The proposed "Unitrust Act" establishes a comprehensive legal framework for the administration of trusts in Michigan, focusing on the conversion of income trusts to unitrusts and the calculation of unitrust amounts. It defines essential terms such as "unitrust," "income beneficiary," and "trustee," while outlining the conditions under which a trustee may convert an income trust to a unitrust or alter the calculation method for unitrust amounts. The act prioritizes the terms of a trust over its provisions unless explicitly stated otherwise and includes guidelines for notifying beneficiaries about proposed actions and the exercise of discretionary powers by trustees.

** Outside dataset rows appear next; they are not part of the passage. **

use std::error::Error;
use std::fmt::{Display, Formatter};

pub type ProcarResult<T> = Result<T, ProcarError>;
pub type ParserResult<T> = ProcarResult<T>;

#[derive(Debug, Clone, Copy, PartialEq, Eq, Hash)]
pub enum ProcarErrorCategory {
    InputValidationError,
    IoSystemError,
    ParseError,
    InternalError,
}

impl ProcarErrorCategory {
    pub const fn exit_code(self) -> i32 {
        match self {
            Self::InputValidationError => 2,
            Self::IoSystemError => 3,
            Self::ParseError => 4,
            Self::InternalError => 5,
        }
    }

    pub const fn as_str(self) -> &'static str {
        match self {
            Self::InputValidationError => "InputValidationError",
            Self::IoSystemError => "IoSystemError",
            Self::ParseError => "ParseError",
            Self::InternalError => "InternalError",
        }
    }
}

#[derive(Debug, Clone, PartialEq, Eq)]
pub struct ProcarError {
    category: ProcarErrorCategory,
    placeholder: &'static str,
    message: String,
}

impl ProcarError {
    pub fn new(
        category: ProcarErrorCategory,
        placeholder: &'static str,
        message: impl Into<String>,
    ) -> Self {
        Self {
            category,
            placeholder,
            message: message.into(),
        }
    }

    pub fn input_validation(placeholder: &'static str, message: impl Into<String>) -> Self {
        Self::new(
            ProcarErrorCategory::InputValidationError,
            placeholder,
            message,
        )
    }

    pub fn io_system(placeholder: &'static str, message: impl Into<String>) -> Self {
        Self::new(ProcarErrorCategory::IoSystemError, placeholder, message)
    }

    pub fn parse(placeholder: &'static str, message: impl Into<String>) -> Self {
        Self::new(ProcarErrorCategory::ParseError, placeholder, message)
    }

    pub fn internal(placeholder: &'static str, message: impl Into<String>) -> Self {
        Self::new(ProcarErrorCategory::InternalError, placeholder, message)
    }

    pub const fn category(&self) -> ProcarErrorCategory {
        self.category
    }

    pub const fn placeholder(&self) -> &'static str {
        self.placeholder
    }

    pub fn message(&self) -> &str {
        &self.message
    }

    pub const fn exit_code(&self) -> i32 {
        self.category.exit_code()
    }

    pub fn diagnostic_line(&self) -> String {
        format!("ERROR: [{}] {}", self.placeholder, self.message)
    }
}

impl Display for ProcarError {
    fn fmt(&self, f: &mut Formatter<'_>) -> std::fmt::Result {
        write!(
            f,
            "{} [{}] {}",
            self.category.as_str(),
            self.placeholder,
            self.message
        )
    }
}

impl Error for ProcarError {}
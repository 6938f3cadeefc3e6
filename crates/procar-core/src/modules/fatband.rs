//! Groups bands with overlapping energy ranges into fatbands and ranks the
//! bands inside a fatband by their dominant ion/orbital character.
//!
//! Grouping is first-fit over bands in file order, so the result depends on
//! band ordering. A band that bridges two existing fatbands joins the first
//! one it touches; fatbands are never merged with each other afterwards.

use crate::domain::{EnergyRange, FermiLevel};
use crate::modules::band::BandModel;
use crate::numerics::min_max;
use ndarray::Array2;
use serde::Serialize;

#[derive(Debug, Clone, PartialEq, Serialize)]
#[serde(rename_all = "camelCase")]
pub struct Fatband {
    pub energy_min: f64,
    pub energy_max: f64,
    /// Zero-based band indices in the order they joined.
    pub band_indices: Vec<usize>,
}

impl Fatband {
    fn seeded(band: usize, range: EnergyRange) -> Self {
        Self {
            energy_min: range.min,
            energy_max: range.max,
            band_indices: vec![band],
        }
    }

    fn absorb(&mut self, band: usize, range: EnergyRange) {
        let grown = self.range().union(&range);
        self.energy_min = grown.min;
        self.energy_max = grown.max;
        self.band_indices.push(band);
    }

    pub fn range(&self) -> EnergyRange {
        EnergyRange::new(self.energy_min, self.energy_max)
    }

    pub fn relative_to(&self, fermi: &FermiLevel) -> EnergyRange {
        self.range().shifted(-fermi.energy)
    }

    pub fn len(&self) -> usize {
        self.band_indices.len()
    }

    pub fn is_empty(&self) -> bool {
        self.band_indices.is_empty()
    }
}

#[derive(Debug, Clone, PartialEq, Serialize)]
#[serde(rename_all = "camelCase")]
pub struct FatbandPartition {
    pub fatbands: Vec<Fatband>,
    pub band_ranges: Vec<EnergyRange>,
}

/// `[min, max]` of each row of a `(nb, nk)` energy array.
pub fn band_energy_ranges(energies: &Array2<f64>) -> Vec<EnergyRange> {
    energies
        .outer_iter()
        .map(|row| {
            // a band without k-points has no extent
            let (min, max) = min_max(row.iter().copied()).unwrap_or((0.0, 0.0));
            EnergyRange::new(min, max)
        })
        .collect()
}

pub fn identify_fatbands(energies: &Array2<f64>) -> FatbandPartition {
    let band_ranges = band_energy_ranges(energies);
    let mut fatbands: Vec<Fatband> = Vec::new();

    for (band, range) in band_ranges.iter().enumerate() {
        match fatbands
            .iter_mut()
            .find(|fatband| fatband.range().overlaps(range))
        {
            Some(fatband) => fatband.absorb(band, *range),
            None => fatbands.push(Fatband::seeded(band, *range)),
        }
    }

    FatbandPartition {
        fatbands,
        band_ranges,
    }
}

/// Position of the first fatband whose closed range holds `energy`.
pub fn fatband_containing(fatbands: &[Fatband], energy: f64) -> Option<usize> {
    fatbands
        .iter()
        .position(|fatband| fatband.range().contains(energy))
}

#[derive(Debug, Clone, PartialEq, Serialize)]
#[serde(rename_all = "camelCase")]
pub struct BandContribution {
    /// 1-based, as printed in PROCAR.
    pub ion: usize,
    pub orbital: String,
    pub weight: f64,
}

impl BandContribution {
    pub fn label(&self) -> String {
        format!("I{}:{}", self.ion, self.orbital)
    }
}

#[derive(Debug, Clone, PartialEq, Serialize)]
#[serde(rename_all = "camelCase")]
pub struct FatbandBandSummary {
    pub band_index: usize,
    pub energy_min: f64,
    pub energy_max: f64,
    pub contributions: Vec<BandContribution>,
    pub top_weight: f64,
}

impl FatbandBandSummary {
    /// 1-based band number for display.
    pub fn band_number(&self) -> usize {
        self.band_index + 1
    }
}

/// Every (ion, orbital) weight of `band`, heaviest first. Ties keep ion-major,
/// orbital-column order.
pub(crate) fn ranked_contributions(model: &BandModel, band: usize) -> Vec<BandContribution> {
    let weights = model.weights();
    let mut contributions = Vec::with_capacity(model.ion_count() * model.orbitals().len());
    for ion in 0..model.ion_count() {
        for (position, orbital) in model.orbitals().iter().enumerate() {
            contributions.push(BandContribution {
                ion: ion + 1,
                orbital: orbital.clone(),
                weight: weights[[band, ion, position]],
            });
        }
    }
    contributions.sort_by(|lhs, rhs| rhs.weight.total_cmp(&lhs.weight));
    contributions
}

/// Per-band summaries for one fatband, ordered by each band's single largest
/// contribution, heaviest first.
pub fn fatband_info(
    model: &BandModel,
    fatband: &Fatband,
    band_ranges: &[EnergyRange],
    top_n: usize,
) -> Vec<FatbandBandSummary> {
    let mut summaries = fatband
        .band_indices
        .iter()
        .filter_map(|&band| {
            let range = band_ranges.get(band)?;
            let mut contributions = ranked_contributions(model, band);
            contributions.truncate(top_n);
            let top_weight = contributions.first().map_or(0.0, |top| top.weight);
            Some(FatbandBandSummary {
                band_index: band,
                energy_min: range.min,
                energy_max: range.max,
                contributions,
                top_weight,
            })
        })
        .collect::<Vec<_>>();

    summaries.sort_by(|lhs, rhs| rhs.top_weight.total_cmp(&lhs.top_weight));
    summaries
}

pub fn find_band_summary(
    summaries: &[FatbandBandSummary],
    band_index: usize,
) -> Option<&FatbandBandSummary> {
    summaries
        .iter()
        .find(|summary| summary.band_index == band_index)
}
use super::band::BandModel;
use super::fatband::{
    Fatband, FatbandBandSummary, FatbandPartition, fatband_containing, fatband_info,
    identify_fatbands,
};
use super::fermi::parse_fermi;
use super::procar::parse_procar;
use super::traits::InputStager;
use super::view::{ViewRequest, ViewState, compute_view_state};
use super::window::{WindowOptions, WindowStatistics, window_statistics};
use crate::common::AnalysisConfig;
use crate::common::constants::{FERMI_FILE_NAME, PROCAR_FILE_NAME};
use crate::domain::{EnergyRange, EnergyWindow, FermiLevel, ProcarResult, Selection};
use std::path::{Path, PathBuf};
use tracing::{info, warn};

/// One opened PROCAR/FERMI pair with its derived model and fatbands.
#[derive(Debug)]
pub struct AnalysisSession {
    procar_path: PathBuf,
    model: BandModel,
    partition: FatbandPartition,
    config: AnalysisConfig,
}

impl AnalysisSession {
    /// Stages and parses `procar_name`; a FERMI file that cannot be staged or
    /// read leaves energies relative to an assumed 0.0 eV.
    pub fn open(
        stager: &dyn InputStager,
        procar_name: &str,
        fermi_name: &str,
    ) -> ProcarResult<Self> {
        let procar_path = stager.stage(procar_name)?;
        let parsed = parse_procar(&procar_path)?;
        let fermi = match stager.stage(fermi_name) {
            Ok(path) => parse_fermi(path),
            Err(error) => {
                warn!(%error, "FERMI energy not found; energies are relative to an assumed 0.0 eV");
                FermiLevel::assumed_zero()
            }
        };

        let model = BandModel::from_parsed(parsed, fermi)?;
        let partition = identify_fatbands(model.energies());
        info!(
            path = %procar_path.display(),
            fatbands = partition.fatbands.len(),
            fermi = fermi.energy,
            verified = fermi.is_verified(),
            "analysis session opened"
        );

        Ok(Self {
            procar_path,
            model,
            partition,
            config: AnalysisConfig::default(),
        })
    }

    pub fn open_default(stager: &dyn InputStager) -> ProcarResult<Self> {
        Self::open(stager, PROCAR_FILE_NAME, FERMI_FILE_NAME)
    }

    pub fn with_config(mut self, config: AnalysisConfig) -> Self {
        self.config = config;
        self
    }

    pub fn procar_path(&self) -> &Path {
        &self.procar_path
    }

    pub fn model(&self) -> &BandModel {
        &self.model
    }

    pub fn config(&self) -> &AnalysisConfig {
        &self.config
    }

    pub fn fermi(&self) -> FermiLevel {
        self.model.fermi()
    }

    pub fn fatbands(&self) -> &[Fatband] {
        &self.partition.fatbands
    }

    pub fn band_ranges(&self) -> &[EnergyRange] {
        &self.partition.band_ranges
    }

    /// Position of the fatband holding the Fermi energy, if any.
    pub fn fermi_fatband(&self) -> Option<usize> {
        fatband_containing(self.fatbands(), self.fermi().energy)
    }

    pub fn fatband_summaries(&self, position: usize) -> Option<Vec<FatbandBandSummary>> {
        self.fatbands().get(position).map(|fatband| {
            fatband_info(&self.model, fatband, self.band_ranges(), self.config.top_n)
        })
    }

    /// Fermi-relative window of the configured half width around E_F.
    pub fn default_window(&self) -> EnergyWindow {
        EnergyWindow::around(0.0, self.config.default_window_half_width)
    }

    pub fn window_statistics(
        &self,
        selection: &Selection,
        relative_window: &EnergyWindow,
    ) -> WindowStatistics {
        window_statistics(
            &self.model,
            selection,
            &relative_window.to_absolute(&self.fermi()),
            &WindowOptions::from(&self.config),
        )
    }

    pub fn view_state(&self, selection: Selection, relative_window: EnergyWindow) -> ViewState {
        let request = ViewRequest::from_config(selection, relative_window, &self.config);
        compute_view_state(&self.model, &request)
    }
}
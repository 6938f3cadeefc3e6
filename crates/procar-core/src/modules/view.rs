//! Plot-ready state for a band-structure view.
//!
//! [`compute_view_state`] is the single entry point a front end calls after
//! every selection or window change. It holds no references to the caller
//! and recomputes everything from the model.

use crate::common::AnalysisConfig;
use crate::common::constants::{
    DEFAULT_HIGHLIGHT_THRESHOLD, DEFAULT_LINEWIDTH_SCALE, FRACTION_FLOOR, LINE_STYLE_BASE,
    LINE_STYLE_SPAN,
};
use crate::domain::{EnergyWindow, FermiLevel, Selection};
use crate::modules::band::BandModel;
use crate::modules::window::{WindowOptions, WindowStatistics, window_statistics};
use crate::numerics::{min_max, normalize_to_unit, safe_ratio, stable_mean, stable_sum};
use ndarray::Array2;
use serde::Serialize;

#[derive(Debug, Clone, PartialEq)]
pub struct ViewRequest {
    pub selection: Selection,
    /// Fermi-relative window.
    pub window: EnergyWindow,
    pub highlight_threshold: f64,
    pub linewidth_scale: f64,
    pub window_options: WindowOptions,
}

impl ViewRequest {
    pub fn new(selection: Selection, window: EnergyWindow) -> Self {
        Self {
            selection,
            window,
            highlight_threshold: DEFAULT_HIGHLIGHT_THRESHOLD,
            linewidth_scale: DEFAULT_LINEWIDTH_SCALE,
            window_options: WindowOptions::default(),
        }
    }

    pub fn from_config(selection: Selection, window: EnergyWindow, config: &AnalysisConfig) -> Self {
        Self {
            selection,
            window,
            highlight_threshold: config.highlight_threshold,
            linewidth_scale: config.linewidth_scale,
            window_options: WindowOptions::from(config),
        }
    }
}

/// Colour value and width of the line between k-points `k` and `k + 1`.
#[derive(Debug, Clone, Copy, PartialEq, Serialize)]
pub struct SegmentStyle {
    pub value: f64,
    pub width: f64,
}

#[derive(Debug, Clone, PartialEq, Serialize)]
#[serde(rename_all = "camelCase")]
pub struct BandStyle {
    pub band_index: usize,
    /// Selected weight over the band's summed per-k-point total.
    pub selected_fraction: f64,
    pub highlighted: bool,
    pub linewidth: f64,
    pub alpha: f64,
    pub segments: Vec<SegmentStyle>,
}

#[derive(Debug, Clone, PartialEq, Serialize)]
#[serde(rename_all = "camelCase")]
pub struct ViewState {
    pub fermi: FermiLevel,
    /// `[band][k-point]`, eV relative to the Fermi level.
    pub relative_energies: Vec<Vec<f64>>,
    /// `[band][k-point]` selected share of the total weight.
    pub proportions: Vec<Vec<f64>>,
    pub bands: Vec<BandStyle>,
    pub statistics: WindowStatistics,
}

pub fn compute_view_state(model: &BandModel, request: &ViewRequest) -> ViewState {
    let fermi = model.fermi();
    let (selected, totals) = model.compute_per_kpoint_selected_weights(&request.selection);
    let selected_weights = model.compute_selected_weights(&request.selection);

    let proportions = Array2::from_shape_fn(selected.dim(), |position| {
        safe_ratio(selected[position], totals[position])
    });

    let (global_min, global_max) = min_max(totals.iter().copied()).unwrap_or((0.0, 0.0));
    let normalized_totals = totals.mapv(|total| normalize_to_unit(total, global_min, global_max));

    // band means are scaled against the extreme single k-point totals
    let mean_totals = totals
        .outer_iter()
        .map(|row| stable_mean(row.iter().copied()).unwrap_or(0.0))
        .collect::<Vec<_>>();

    let bands = mean_totals
        .iter()
        .enumerate()
        .map(|(band, mean_total)| {
            let band_total = stable_sum(totals.row(band).iter().copied()).max(FRACTION_FLOOR);
            let selected_fraction = selected_weights[band] / band_total;
            let style = LINE_STYLE_BASE
                + LINE_STYLE_SPAN * normalize_to_unit(*mean_total, global_min, global_max);

            let proportion = proportions.row(band);
            let weight = normalized_totals.row(band);
            let segments = (1..proportion.len())
                .map(|k| SegmentStyle {
                    value: 0.5 * (proportion[k - 1] + proportion[k]),
                    width: (request.linewidth_scale * 0.5 * (weight[k - 1] + weight[k])).max(0.0),
                })
                .collect();

            BandStyle {
                band_index: band,
                selected_fraction,
                highlighted: selected_fraction >= request.highlight_threshold,
                linewidth: style,
                alpha: style,
                segments,
            }
        })
        .collect();

    let statistics = window_statistics(
        model,
        &request.selection,
        &request.window.to_absolute(&fermi),
        &request.window_options,
    );

    ViewState {
        fermi,
        relative_energies: rows(&model.relative_energies()),
        proportions: rows(&proportions),
        bands,
        statistics,
    }
}

fn rows(array: &Array2<f64>) -> Vec<Vec<f64>> {
    array.outer_iter().map(|row| row.to_vec()).collect()
}
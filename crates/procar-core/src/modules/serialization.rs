use crate::domain::{ProcarError, ProcarResult};
use serde::Serialize;
use std::fs;
use std::path::Path;

pub fn format_fixed_f64(value: f64, width: usize, precision: usize) -> String {
    format!(
        "{value:>width$.precision$}",
        width = width,
        precision = precision
    )
}

pub fn normalize_text_artifact(content: &str) -> String {
    let mut normalized = content.replace("\r\n", "\n").replace('\r', "\n");
    if !normalized.is_empty() && !normalized.ends_with('\n') {
        normalized.push('\n');
    }
    normalized
}

pub fn write_text_artifact(path: &Path, content: &str) -> ProcarResult<()> {
    ensure_parent(path)?;
    fs::write(path, normalize_text_artifact(content)).map_err(|source| {
        ProcarError::io_system(
            "IO.REPORT_WRITE",
            format!("failed to write report '{}': {}", path.display(), source),
        )
    })
}

/// Pretty-printed JSON with a trailing newline.
pub fn write_json_artifact<T: Serialize + ?Sized>(path: &Path, value: &T) -> ProcarResult<()> {
    let rendered = serde_json::to_string_pretty(value).map_err(|source| {
        ProcarError::internal(
            "RUN.JSON_ENCODE",
            format!("failed to encode '{}' as JSON: {}", path.display(), source),
        )
    })?;
    write_text_artifact(path, &rendered)
}

fn ensure_parent(path: &Path) -> ProcarResult<()> {
    match path.parent() {
        Some(parent) if !parent.as_os_str().is_empty() => {
            fs::create_dir_all(parent).map_err(|source| {
                ProcarError::io_system(
                    "IO.REPORT_DIRECTORY",
                    format!(
                        "failed to create report directory '{}': {}",
                        parent.display(),
                        source
                    ),
                )
            })
        }
        _ => Ok(()),
    }
}
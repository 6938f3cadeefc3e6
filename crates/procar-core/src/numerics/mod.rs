use crate::common::constants::NORMALIZATION_EPSILON;

pub(crate) fn kahan_add(sum: &mut f64, correction: &mut f64, value: f64) {
    let corrected = value - *correction;
    let next = *sum + corrected;
    *correction = (next - *sum) - corrected;
    *sum = next;
}

/// Compensated accumulator for long reductions over weight tables.
#[derive(Debug, Clone, Copy, Default, PartialEq)]
pub struct KahanSum {
    sum: f64,
    correction: f64,
}

impl KahanSum {
    pub fn add(&mut self, value: f64) {
        kahan_add(&mut self.sum, &mut self.correction, value);
    }

    pub fn value(&self) -> f64 {
        self.sum
    }
}

pub fn stable_sum(values: impl IntoIterator<Item = f64>) -> f64 {
    let mut sum = 0.0;
    let mut correction = 0.0;

    for value in values {
        kahan_add(&mut sum, &mut correction, value);
    }

    sum
}

pub fn stable_mean(values: impl IntoIterator<Item = f64>) -> Option<f64> {
    let mut accumulator = KahanSum::default();
    let mut count = 0_usize;
    for value in values {
        accumulator.add(value);
        count += 1;
    }

    (count > 0).then(|| accumulator.value() / count as f64)
}

/// `(min, max)` of a non-empty sequence, ignoring nothing.
pub fn min_max(values: impl IntoIterator<Item = f64>) -> Option<(f64, f64)> {
    values.into_iter().fold(None, |bounds, value| match bounds {
        None => Some((value, value)),
        Some((min, max)) => Some((min.min(value), max.max(value))),
    })
}

/// Maps `value` into `[0, 1]` relative to `[min, max]`; constant data maps to 0.
pub fn normalize_to_unit(value: f64, min: f64, max: f64) -> f64 {
    (value - min) / (max - min + NORMALIZATION_EPSILON)
}

pub fn safe_ratio(numerator: f64, denominator: f64) -> f64 {
    if denominator != 0.0 {
        numerator / denominator
    } else {
        0.0
    }
}
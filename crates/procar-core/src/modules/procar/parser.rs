use crate::domain::{OrbitalWeights, ParserResult, ProcarError};

pub(super) const PROCAR_PARSE_PLACEHOLDER: &str = "RUN.PROCAR_PARSE";

/// A tokenized source line together with its 1-based line number.
#[derive(Debug, Clone)]
pub(super) struct SourceLine<'a> {
    pub(super) number: usize,
    pub(super) tokens: Vec<&'a str>,
}

impl SourceLine<'_> {
    fn keyword(&self) -> Option<&str> {
        self.tokens.first().copied()
    }
}

/// Sequential reader over a PROCAR text. Positional header reads use
/// [`LineCursor::line_at`]; block reads advance the cursor.
pub(super) struct LineCursor<'a> {
    source_label: &'a str,
    lines: Vec<&'a str>,
    position: usize,
}

impl<'a> LineCursor<'a> {
    pub(super) fn new(source_label: &'a str, source: &'a str) -> Self {
        Self {
            source_label,
            lines: source.lines().collect(),
            position: 0,
        }
    }

    pub(super) fn line_at(&self, index: usize, expected: &str) -> ParserResult<SourceLine<'a>> {
        self.lines
            .get(index)
            .map(|line| SourceLine {
                number: index + 1,
                tokens: line.split_whitespace().collect(),
            })
            .ok_or_else(|| self.end_of_file_error(expected))
    }

    pub(super) fn seek(&mut self, index: usize) {
        self.position = index.min(self.lines.len());
    }

    pub(super) fn remaining_data_lines(&self) -> usize {
        self.lines[self.position..]
            .iter()
            .filter(|line| !line.trim().is_empty())
            .count()
    }

    /// Next non-blank line; blank separators between blocks are skipped.
    pub(super) fn next_block(&mut self, expected: &str) -> ParserResult<SourceLine<'a>> {
        while let Some(line) = self.lines.get(self.position) {
            if !line.trim().is_empty() {
                break;
            }
            self.position += 1;
        }
        self.next_row(expected)
    }

    /// The very next line, which must carry data.
    pub(super) fn next_row(&mut self, expected: &str) -> ParserResult<SourceLine<'a>> {
        let line = self.line_at(self.position, expected)?;
        self.position += 1;
        if line.tokens.is_empty() {
            return Err(self.error(line.number, format!("expected {expected} but found a blank line")));
        }
        Ok(line)
    }

    pub(super) fn expect_keyword(
        &self,
        line: &SourceLine<'_>,
        keyword: &str,
        expected: &str,
    ) -> ParserResult<()> {
        match line.keyword() {
            Some(found) if found == keyword => Ok(()),
            found => Err(self.error(
                line.number,
                format!(
                    "expected {expected} starting with '{keyword}' but found '{}'",
                    found.unwrap_or_default()
                ),
            )),
        }
    }

    pub(super) fn expect_index(
        &self,
        line: &SourceLine<'_>,
        found: usize,
        expected: usize,
        what: &str,
    ) -> ParserResult<()> {
        if found == expected {
            Ok(())
        } else {
            Err(self.error(
                line.number,
                format!("{what} index {found} out of sequence; expected {expected}"),
            ))
        }
    }

    pub(super) fn usize_token(
        &self,
        line: &SourceLine<'_>,
        offset: usize,
        what: &str,
    ) -> ParserResult<usize> {
        let token = self.token(line, offset, what)?;
        token.parse::<usize>().map_err(|_| {
            self.error(
                line.number,
                format!("{what} token {offset} ('{token}') is not a non-negative integer"),
            )
        })
    }

    pub(super) fn positive_count(
        &self,
        line: &SourceLine<'_>,
        offset: usize,
        what: &str,
    ) -> ParserResult<usize> {
        let value = self.usize_token(line, offset, what)?;
        if value == 0 {
            return Err(self.error(line.number, format!("{what} must be positive, got 0")));
        }
        Ok(value)
    }

    pub(super) fn f64_token(
        &self,
        line: &SourceLine<'_>,
        offset: usize,
        what: &str,
    ) -> ParserResult<f64> {
        let token = self.token(line, offset, what)?;
        parse_f64(token).ok_or_else(|| {
            self.error(
                line.number,
                format!("{what} token {offset} ('{token}') is not a number"),
            )
        })
    }

    /// `label v_1 .. v_norb total`, as printed for ion rows and the `tot` row.
    pub(super) fn weight_row(
        &self,
        line: &SourceLine<'_>,
        orbital_count: usize,
    ) -> ParserResult<OrbitalWeights> {
        let expected_columns = orbital_count + 2;
        if line.tokens.len() != expected_columns {
            return Err(self.error(
                line.number,
                format!(
                    "expected {expected_columns} columns (label, {orbital_count} orbitals, tot) but found {}",
                    line.tokens.len()
                ),
            ));
        }

        let values = (1..=orbital_count)
            .map(|offset| self.f64_token(line, offset, "orbital weight"))
            .collect::<ParserResult<Vec<_>>>()?;
        let total = self.f64_token(line, orbital_count + 1, "aggregate weight")?;
        Ok(OrbitalWeights::new(values, total))
    }

    pub(super) fn error(&self, line_number: usize, message: impl Into<String>) -> ProcarError {
        ProcarError::parse(
            PROCAR_PARSE_PLACEHOLDER,
            format!(
                "PROCAR '{}' line {}: {}",
                self.source_label,
                line_number,
                message.into()
            ),
        )
    }

    pub(super) fn file_error(&self, message: impl Into<String>) -> ProcarError {
        ProcarError::parse(
            PROCAR_PARSE_PLACEHOLDER,
            format!("PROCAR '{}': {}", self.source_label, message.into()),
        )
    }

    fn end_of_file_error(&self, expected: &str) -> ProcarError {
        self.file_error(format!(
            "unexpected end of file after line {} while reading {expected}",
            self.lines.len()
        ))
    }

    fn token<'t>(
        &self,
        line: &SourceLine<'t>,
        offset: usize,
        what: &str,
    ) -> ParserResult<&'t str> {
        line.tokens.get(offset).copied().ok_or_else(|| {
            self.error(
                line.number,
                format!(
                    "missing {what} at token {offset}; line has {} tokens",
                    line.tokens.len()
                ),
            )
        })
    }
}

fn parse_f64(token: &str) -> Option<f64> {
    token
        .parse::<f64>()
        .ok()
        .filter(|value| value.is_finite())
}

#[cfg(test)]
mod tests {
    use super::LineCursor;

    #[test]
    fn block_reads_skip_blank_separators_but_row_reads_do_not() {
        let source = "first\n\n   \nband 1\n\nion\n";
        let mut cursor = LineCursor::new("mem", source);

        let first = cursor.next_block("title").expect("first line should read");
        assert_eq!(first.number, 1);

        let band = cursor.next_block("band").expect("blank lines should be skipped");
        assert_eq!(band.number, 4);
        assert_eq!(band.tokens, vec!["band", "1"]);

        let error = cursor
            .next_row("ion row")
            .expect_err("blank row should be rejected");
        assert!(error.message().contains("line 5"));
    }

    #[test]
    fn weight_row_requires_exact_column_count() {
        let source = "    1  0.100  0.200  0.300\n";
        let cursor = LineCursor::new("mem", source);
        let line = cursor.line_at(0, "ion row").expect("line should exist");

        let error = cursor
            .weight_row(&line, 3)
            .expect_err("missing tot column should fail");
        assert!(error.message().contains("expected 5 columns"));

        let weights = cursor.weight_row(&line, 2).expect("two orbitals plus tot");
        assert_eq!(weights.values(), &[0.1, 0.2]);
        assert_eq!(weights.total(), 0.3);
    }

    #[test]
    fn numeric_tokens_reject_fortran_overflow_markers() {
        let source = "band 1 # energy ******** # occ. 1.0\n";
        let cursor = LineCursor::new("mem", source);
        let line = cursor.line_at(0, "band").expect("line should exist");

        let error = cursor
            .f64_token(&line, 4, "band energy")
            .expect_err("overflow marker should fail");
        assert!(error.message().contains("'********'"));
    }
}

Key provisions of the act include the requirement for a unitrust policy that specifies the unitrust rate, which must be set between 3% and 5% for trusts eligible for special tax benefits. The act mandates detailed methods for determining the fair market value of trust assets, including the frequency and specific dates for valuation, and allows for various assessment methods such as appraisals and adjustments based on market data. Additionally, the bill emphasizes alignment with the Uniform Fiduciary Income and Principal Act and modifies certain provisions of the Electronic Signatures in Global and National Commerce Act. Overall, the act aims to enhance clarity and flexibility in trust administration while safeguarding the interests of beneficiaries.